Jason Trenkle
Administrative Tech & SHARE Executive Board Member, Marlborough Emergency Department, 4/29/20
We were in a really good place at the start of this. We were able to get a lot of people trained and up to speed and everyone was very flexible. I'm sure we all experienced the same machine gun fire of new protocols that kept coming at us. We'd be told one thing, then five seconds later we'd be told something else. That seemed to get people together quickly. I'm proud of how we've been able to handle this so far.
The honeymoon period of over-staffing, over-training and lots of info has slowed, though, as patient-load has kicked up. People are ever so-slightly clipped, trying to get a lot done and trying to stay focused. Anytime I've had a negative experience though, I can look back on it and understand where it was coming from. Sometimes, I pass people in the hall and am surprised when they seem frustrated with me out of nowhere. Then I remember that they're up to their necks in work, too, and maybe I was being a little too cheery for that moment. Now, I'm trying to be more focused and read the situation better. People are strained and I know it's not personal when we get short with each other.
Other times, I've felt helpless. The other day, everything was slow and we were all pretty relaxed until noon came and patients started pouring in on both ends. All the sudden, we were intubating two people at once, and we didn't have everything we needed. People were really frustrated, so I tried to focus on what was needed two steps down and make it easier for the staff. I try to focus the best I can, despite the tension.
One of the most memorable moments so far is one of the first intubations I was present for. I was outside the door being a gofer and testing all of our new techniques. It was stressful trying to get an old baby monitor with a grainy image to work properly to help people outside the room interact with people inside the room. It's a hard wooden door, there are tons of PPE and hoods, It's hard to communicate through all of that, but we're trying to limit exposure as much as possible. During that first intubation of a COVID-19 patient, it was like, 'OK, this is happening. Ready. Set. Go.' People jumped into it, muttering to themselves all the steps, trying to get it right. And I'm trying to get everyone to doff and don everything properly. The docs are so practiced but sometimes they forget. I try to take care of all if it, but it's hard not to be on edge just to do very simple things. I'm trying to be as efficient as possible but I realize sometimes that I'm taking longer because I'm rushing. I tell myself, 'Just take a breath and see a couple steps ahead. I need to do this, so I can do that.'
The hardest part is that you're never really ready for it. Maybe that's just the ER. We go from zero to one hundred. The day will start off slow and then lunch hits and there's six more patients than when I left half an hour ago. It can turn on a dime and you need to be able to perform at your peak and get everything done and then all the sudden 3 o'clock comes. I don't feel done, but, I've got to go home. I've got to get outta here. The next shift is here. Then I'm heading home and trying to come down, but it's not always that easy. My husband works 9a-5p and lives off of the news. He turns it on as soon as he gets home. It's always stories from other hospitals where it's just dire. When there are touching stories, I try not to weep like a baby. I try to take myself out of the moment for a while. I just look out the window and focus on my breathing. I'm trying to be strong for my family and not put too much on them. I'm trying to be strong for my husband, so that he's not too stressed out. Sometimes it's hard. After four days on, I really get tired and my defenses fall. I feel guilty about that though. So many people are working many more hours than that. I know of a nurse who was hired to work in New York City for 80+ hours a week. It makes me feel silly to say I'm burned out and emotionally pushed. I guess there are a lot of mountains and valleys. I find comfort in being able to go to work and focus on the here and now. But, when I go home I worry about the global scale of this. I worry about the implications, not just financially, but what its going to do to our culture. I worry about all kinds of things that could morph from this. I'm ready to get back to my normal life. I also feel guilty for wanting that, but I want to play soccer with my friends. I want to be able to play pick-up games at the park.

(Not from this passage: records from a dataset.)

use crate::error::FolioError;
use serde::{Deserialize, Serialize};
use std::path::PathBuf;
use std::str::FromStr;
use std::time::Duration;

/// Folio application configuration
#[derive(Debug, Clone, Serialize, Deserialize)]
pub struct AppConfig {
    /// Database base path
    pub db_base_path: PathBuf,

    /// Record store file path
    pub records_path: PathBuf,

    /// Gemini API key
    #[serde(skip_serializing)]
    pub gemini_api_key: String,

    /// Gemini API base URL
    pub gemini_base_url: String,

    /// Embedding model name
    pub embedding_model: String,

    /// Expected embedding dimension
    pub embedding_dim: usize,

    /// Records per refresh batch
    pub embed_batch_size: usize,

    /// Delay between refresh batches (milliseconds)
    pub embed_batch_delay_ms: u64,

    /// Maximum number of body words fed to the embedding model
    pub body_word_limit: usize,

    /// HTTP client timeout for embedding calls (seconds)
    pub http_timeout_secs: u64,

    /// Server bind address
    pub server_host: String,

    /// Server port
    pub server_port: u16,

    /// Log directory
    pub log_dir: PathBuf,

    /// Log level
    pub log_level: String,
}

impl Default for AppConfig {
    fn default() -> Self {
        Self {
            db_base_path: PathBuf::from("./db"),
            records_path: PathBuf::from("./db/records.json"),
            gemini_api_key: String::new(),
            gemini_base_url: "https://generativelanguage.googleapis.com".to_string(),
            embedding_model: "text-embedding-004".to_string(),
            embedding_dim: 768,
            embed_batch_size: 5,
            embed_batch_delay_ms: 1000,
            body_word_limit: 500,
            http_timeout_secs: 30,
            server_host: "0.0.0.0".to_string(),
            server_port: 8080,
            log_dir: PathBuf::from("./db/log"),
            log_level: "info".to_string(),
        }
    }
}

impl AppConfig {
    /// Load configuration from environment variables and .env file
    pub fn from_env() -> Result<Self, FolioError> {
        // Load .env file (ignore if not exists)
        let _ = dotenv::dotenv();

        let config = Self::from_source(|key| std::env::var(key).ok());

        // Ensure required directories exist
        config.ensure_directories()?;

        Ok(config)
    }

    /// Build configuration from an arbitrary key lookup, falling back to defaults
    pub fn from_source<F>(lookup: F) -> Self
    where
        F: Fn(&str) -> Option<String>,
    {
        let defaults = Self::default();

        let db_base_path = lookup("DB_BASE_PATH")
            .map(PathBuf::from)
            .unwrap_or(defaults.db_base_path);
        let records_path = lookup("RECORDS_PATH")
            .map(PathBuf::from)
            .unwrap_or_else(|| db_base_path.join("records.json"));
        let log_dir = lookup("LOG_DIR")
            .map(PathBuf::from)
            .unwrap_or_else(|| db_base_path.join("log"));

        Self {
            records_path,
            log_dir,
            gemini_api_key: lookup("GEMINI_API_KEY").unwrap_or_default(),
            gemini_base_url: lookup("GEMINI_BASE_URL").unwrap_or(defaults.gemini_base_url),
            embedding_model: lookup("EMBEDDING_MODEL").unwrap_or(defaults.embedding_model),
            embedding_dim: parse_var(&lookup, "EMBEDDING_DIM").unwrap_or(defaults.embedding_dim),
            embed_batch_size: parse_var(&lookup, "EMBED_BATCH_SIZE")
                .unwrap_or(defaults.embed_batch_size),
            embed_batch_delay_ms: parse_var(&lookup, "EMBED_BATCH_DELAY_MS")
                .unwrap_or(defaults.embed_batch_delay_ms),
            body_word_limit: parse_var(&lookup, "BODY_WORD_LIMIT")
                .unwrap_or(defaults.body_word_limit),
            http_timeout_secs: parse_var(&lookup, "HTTP_TIMEOUT_SECS")
                .unwrap_or(defaults.http_timeout_secs),
            server_host: lookup("SERVER_HOST").unwrap_or(defaults.server_host),
            server_port: parse_var(&lookup, "SERVER_PORT").unwrap_or(defaults.server_port),
            log_level: lookup("LOG_LEVEL").unwrap_or(defaults.log_level),
            db_base_path,
        }
    }

    /// Ensure required directories exist, create if not
    pub fn ensure_directories(&self) -> Result<(), FolioError> {
        let mut dirs = vec![self.db_base_path.as_path(), self.log_dir.as_path()];
        if let Some(parent) = self.records_path.parent() {
            dirs.push(parent);
        }

        for dir in dirs {
            if dir.as_os_str().is_empty() || dir.exists() {
                continue;
            }
            std::fs::create_dir_all(dir).map_err(|e| {
                FolioError::config(format!(
                    "Failed to create directory {}: {}",
                    dir.display(),
                    e
                ))
            })?;
        }

        Ok(())
    }

    /// Delay between refresh batches
    pub fn batch_delay(&self) -> Duration {
        Duration::from_millis(self.embed_batch_delay_ms)
    }

    /// Embedding HTTP client timeout
    pub fn http_timeout(&self) -> Duration {
        Duration::from_secs(self.http_timeout_secs)
    }

    /// Get server bind address (host:port)
    pub fn server_bind_address(&self) -> String {
        format!("{}:{}", self.server_host, self.server_port)
    }

    /// Validate configuration
    pub fn validate(&self) -> Result<(), FolioError> {
        if !self.gemini_base_url.starts_with("http://")
            && !self.gemini_base_url.starts_with("https://")
        {
            return Err(FolioError::config(
                "Gemini base URL must start with http:// or https://",
            ));
        }

        if self.embedding_model.trim().is_empty() {
            return Err(FolioError::config("Embedding model name cannot be empty"));
        }

        if self.embedding_dim == 0 {
            return Err(FolioError::config("Embedding dimension cannot be 0"));
        }

        if self.embed_batch_size == 0 {
            return Err(FolioError::config("Embedding batch size cannot be 0"));
        }

        if self.server_port == 0 {
            return Err(FolioError::config("Server port cannot be 0"));
        }

        Ok(())
    }
}

/// Parse a variable, ignoring values that don't parse
fn parse_var<T: FromStr>(lookup: &impl Fn(&str) -> Option<String>, key: &str) -> Option<T> {
    lookup(key).and_then(|v| v.trim().parse().ok())
}

#[cfg(test)]
mod tests {
    use super::*;
    use std::collections::HashMap;

    fn source(pairs: &[(&str, &str)]) -> impl Fn(&str) -> Option<String> {
        let map: HashMap<String, String> = pairs
            .iter()
            .map(|(k, v)| (k.to_string(), v.to_string()))
            .collect();
        move |key| map.get(key).cloned()
    }

    #[test]
    fn test_default_config() {
        let config = AppConfig::default();
        assert_eq!(config.server_port, 8080);
        assert_eq!(config.embedding_dim, 768);
        assert_eq!(config.embed_batch_size, 5);
    }

    #[test]
    fn test_server_bind_address() {
        let config = AppConfig::default();
        assert_eq!(config.server_bind_address(), "0.0.0.0:8080");
    }

    #[test]
    fn test_from_source_overrides() {
        let config = AppConfig::from_source(source(&[
            ("DB_BASE_PATH", "/tmp/folio"),
            ("EMBEDDING_DIM", "256"),
            ("EMBED_BATCH_SIZE", "10"),
            ("EMBED_BATCH_DELAY_MS", "250"),
            ("SERVER_PORT", "not-a-port"),
        ]));

        assert_eq!(config.embedding_dim, 256);
        assert_eq!(config.embed_batch_size, 10);
        assert_eq!(config.batch_delay(), Duration::from_millis(250));
        assert_eq!(config.server_port, 8080);
        assert_eq!(config.records_path, PathBuf::from("/tmp/folio/records.json"));
        assert_eq!(config.log_dir, PathBuf::from("/tmp/folio/log"));
    }

    #[test]
    fn test_from_source_parses_each_numeric_type() {
        let config = AppConfig::from_source(source(&[
            ("EMBEDDING_DIM", " 512 "),
            ("BODY_WORD_LIMIT", "200"),
            ("EMBED_BATCH_DELAY_MS", "0"),
            ("HTTP_TIMEOUT_SECS", "5"),
            ("SERVER_PORT", "9090"),
        ]));

        assert_eq!(config.embedding_dim, 512);
        assert_eq!(config.body_word_limit, 200);
        assert_eq!(config.batch_delay(), Duration::ZERO);
        assert_eq!(config.http_timeout(), Duration::from_secs(5));
        assert_eq!(config.server_port, 9090);
    }

    #[test]
    fn test_ensure_directories_creates_records_parent() {
        let root = std::env::temp_dir().join(format!("folio-config-{}", std::process::id()));
        let config = AppConfig::from_source(source(&[
            ("DB_BASE_PATH", root.to_str().unwrap()),
            ("RECORDS_PATH", root.join("data/records.json").to_str().unwrap()),
        ]));

        config.ensure_directories().unwrap();
        assert!(root.join("data").is_dir());
        assert!(root.join("log").is_dir());

        std::fs::remove_dir_all(&root).ok();
    }

    #[test]
    fn test_validate() {
        let config = AppConfig::default();
        assert!(config.validate().is_ok());

        let mut invalid_config = AppConfig::default();
        invalid_config.embed_batch_size = 0;
        assert!(invalid_config.validate().is_err());

        let mut invalid_url = AppConfig::default();
        invalid_url.gemini_base_url = "generativelanguage.googleapis.com".to_string();
        assert!(invalid_url.validate().is_err());
    }
}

I feel grateful for my mornings though. I get in it's 6:45 a.m. when the town hasn't really woken up yet. There usually aren't that many patients and we all get a moment to commiserate about the day before over a cup of coffee. For a moment, it feels normal. Even through the rest of the shift feels totally bonkers and the outside world feels completely different. It feels like our jobs haven't changed, there's just a ton of new protocol. It feels still and it's nice. I'm grateful that even though the world has changed that that part of the day is totally the same.